Most of the city’s attractive sectors, such as nightlife, are concentrated in the city centre, in the downtown area. Decentralizing and relieving that pressure might be a good idea. Currently, in Foz, there is little more than the iconic Irish bar Bonaparte, apart from the pleasant terraces on the sand. Back home, my parents and friends recall memorable nights spent at Twin’s, in D. Urraca, and in Industria, all in Foz, or the disco Swing, at Rotunda da Boavista. These are just examples, let’s revive animation in other areas! For a city to be inviting and attract inhabitants, it’s not enough to be beautiful, the housing rents must be affordable. I know that there is still a lot to do in this matter, and I understand that it is not simple, but it’s urgent, at least, to think seriously about this problem. I already work, I don’t earn much, but it is an acceptable salary, and still not enough to leave my parents’ house, as it would be natural.
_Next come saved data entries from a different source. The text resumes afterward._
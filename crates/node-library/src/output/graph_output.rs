//! Output Node
//!
//! The root of a graph. It computes nothing itself: hosts read its resolved
//! inputs through `RootEngine::resolve_root_node`.

use node_resolver::{NodeDescriptor, NodeTypeDefinition};

use crate::ports::{boolean_port, number_port, string_port};

/// Output Node
///
/// # Inputs
/// - `text` - Text result
/// - `number` - Numeric result
/// - `boolean` - Boolean result
pub struct OutputNode;

impl OutputNode {
    pub const PORT_TEXT: &'static str = "text";
    pub const PORT_NUMBER: &'static str = "number";
    pub const PORT_BOOLEAN: &'static str = "boolean";
}

impl NodeDescriptor for OutputNode {
    fn definition() -> NodeTypeDefinition {
        NodeTypeDefinition::new("output", "Output")
            .with_description("Collects the results of the graph")
            .with_group("Output")
            .with_inputs(vec![
                string_port(Self::PORT_TEXT, "Text"),
                number_port(Self::PORT_NUMBER, "Number"),
                boolean_port(Self::PORT_BOOLEAN, "True/False"),
            ])
            .as_root()
    }
}

inventory::submit!(node_resolver::DescriptorFn(OutputNode::definition));

#[cfg(test)]
mod tests {
    use super::*;

    #[test]
    fn test_output_is_root_without_outputs() {
        let definition = OutputNode::definition();
        assert!(definition.root);
        assert!(!definition.has_resolver());
        assert!(definition.outputs.as_static().unwrap().is_empty());
    }
}
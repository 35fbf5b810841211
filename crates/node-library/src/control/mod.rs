//! Control nodes
//!
//! Nodes that produce decisions from their inputs.

mod compare;

pub use compare::{CompareNode, CompareOperator};
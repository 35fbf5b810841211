//! Input nodes
//!
//! Nodes whose value is typed into their own controls.

mod number_input;
mod text_input;

pub use number_input::NumberNode;
pub use text_input::TextNode;
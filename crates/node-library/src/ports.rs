//! Built-in port types
//!
//! Each port type carries a single control of the same name, so an
//! unconnected port resolves straight to that control's value.

use node_resolver::{Control, Port, PortTypeDefinition, PortTypeFn};

/// Port type identifier for text values
pub const STRING: &str = "string";
/// Port type identifier for numeric values
pub const NUMBER: &str = "number";
/// Port type identifier for boolean values
pub const BOOLEAN: &str = "boolean";

/// Text port type with a text control
pub fn string_type() -> PortTypeDefinition {
    PortTypeDefinition::new(STRING)
        .with_label("Text")
        .with_control(Control::text(STRING, "Text", ""))
}

/// Number port type with a number control
pub fn number_type() -> PortTypeDefinition {
    PortTypeDefinition::new(NUMBER)
        .with_label("Number")
        .with_control(Control::number(NUMBER, "Number", 0.0))
}

/// Boolean port type with a checkbox control; also accepts numbers
pub fn boolean_type() -> PortTypeDefinition {
    PortTypeDefinition::new(BOOLEAN)
        .with_label("True/False")
        .with_control(Control::checkbox(BOOLEAN, "True/False", false))
        .accept(NUMBER)
}

inventory::submit!(PortTypeFn(string_type));
inventory::submit!(PortTypeFn(number_type));
inventory::submit!(PortTypeFn(boolean_type));

/// A text port
pub fn string_port(name: &str, label: &str) -> Port {
    string_type().port_named(name, label)
}

/// A number port
pub fn number_port(name: &str, label: &str) -> Port {
    number_type().port_named(name, label)
}

/// A boolean port
pub fn boolean_port(name: &str, label: &str) -> Port {
    boolean_type().port_named(name, label)
}

#[cfg(test)]
mod tests {
    use super::*;
    use node_resolver::{ControlPortResolver, PortResolver, PortTypeCatalog, ResolveContext};
    use serde_json::json;

    #[test]
    fn test_builtin_port_types_registered() {
        let catalog = PortTypeCatalog::with_builtins();
        assert!(catalog.has_port_type(STRING));
        assert!(catalog.has_port_type(NUMBER));
        assert!(catalog.has_port_type(BOOLEAN));
    }

    #[test]
    fn test_boolean_accepts_number() {
        assert!(boolean_type().accepts(NUMBER));
        assert!(boolean_type().accepts(BOOLEAN));
        assert!(!boolean_type().accepts(STRING));
        assert!(!number_type().accepts(BOOLEAN));
    }

    #[test]
    fn test_unconnected_port_values() {
        let ctx = ResolveContext::new();
        let port = number_port("a", "A");
        let mut data = serde_json::Map::new();
        assert_eq!(
            ControlPortResolver.resolve_port(&port, &number_type(), &data, &ctx),
            json!(0.0)
        );

        data.insert(NUMBER.into(), json!("12.5"));
        assert_eq!(
            ControlPortResolver.resolve_port(&port, &number_type(), &data, &ctx),
            json!(12.5)
        );
    }
}
//! Output nodes
//!
//! Root nodes whose resolved inputs are the result of a graph.

mod graph_output;

pub use graph_output::OutputNode;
Moving on to culture! The city of Porto has a rich list of museums and cultural establishments, from Serralves, to Casa da Música, to the Soares dos Reis National Museum, Alfândega, several House-Museums, Rivoli, Coliseu, Teatro Nacional de S. João, Teatro Carlos Alberto, Teatro do Campo Alegre… But, we can’t go to the opera, theatre or attend a ballet, for example. I know of much smaller and poorer European cities where this happens regularly. It has already been improving, but we rarely receive cultural events that attract a significant amount of people, perhaps also due to the lack of interest of some younger people, who prefer going to the cinema instead of a live music or comedy show. But this can also be changed, it doesn’t have to be taken as a “lost cause”.
Finally, let’s think about heritage and urban regeneration. During my walk, I noticed, with my nose turned upwards, old buildings of an unequalled architectural wealth, where granite reigns and gives the city that «brownish timbre» that Rui Veloso used to sing about. Although I have seen part of our houses remarkably recovered, there are still countless buildings unoccupied and with an air of abandonment, that deserve intervention, which I am sure will be carried out. If we want Porto at a European and international scale, and we do, worthy of the World Heritage classification, it’s crucial to preserve our historic monuments and apply the policies of urban rehabilitation, without forgetting the importance of green spaces, taking the moment to recognize the environmental and cultural value of our City Park!
Pride of any “portuense”, this Atlantic city is poetic, of simple and hospitable people, it is of the FCP, and of Guilhermina Suggia, of Siza Vieira, of Távora, of Pádua and Souto Moura, of Rui Veloso and Pedro Abrunhosa, of Eugénio de Andrade and Manoel de Oliveira. It belongs to all of us. Let’s work together to make it the best version possible. The crucial thing is to have initiative and will, and of that i know there is no lack of!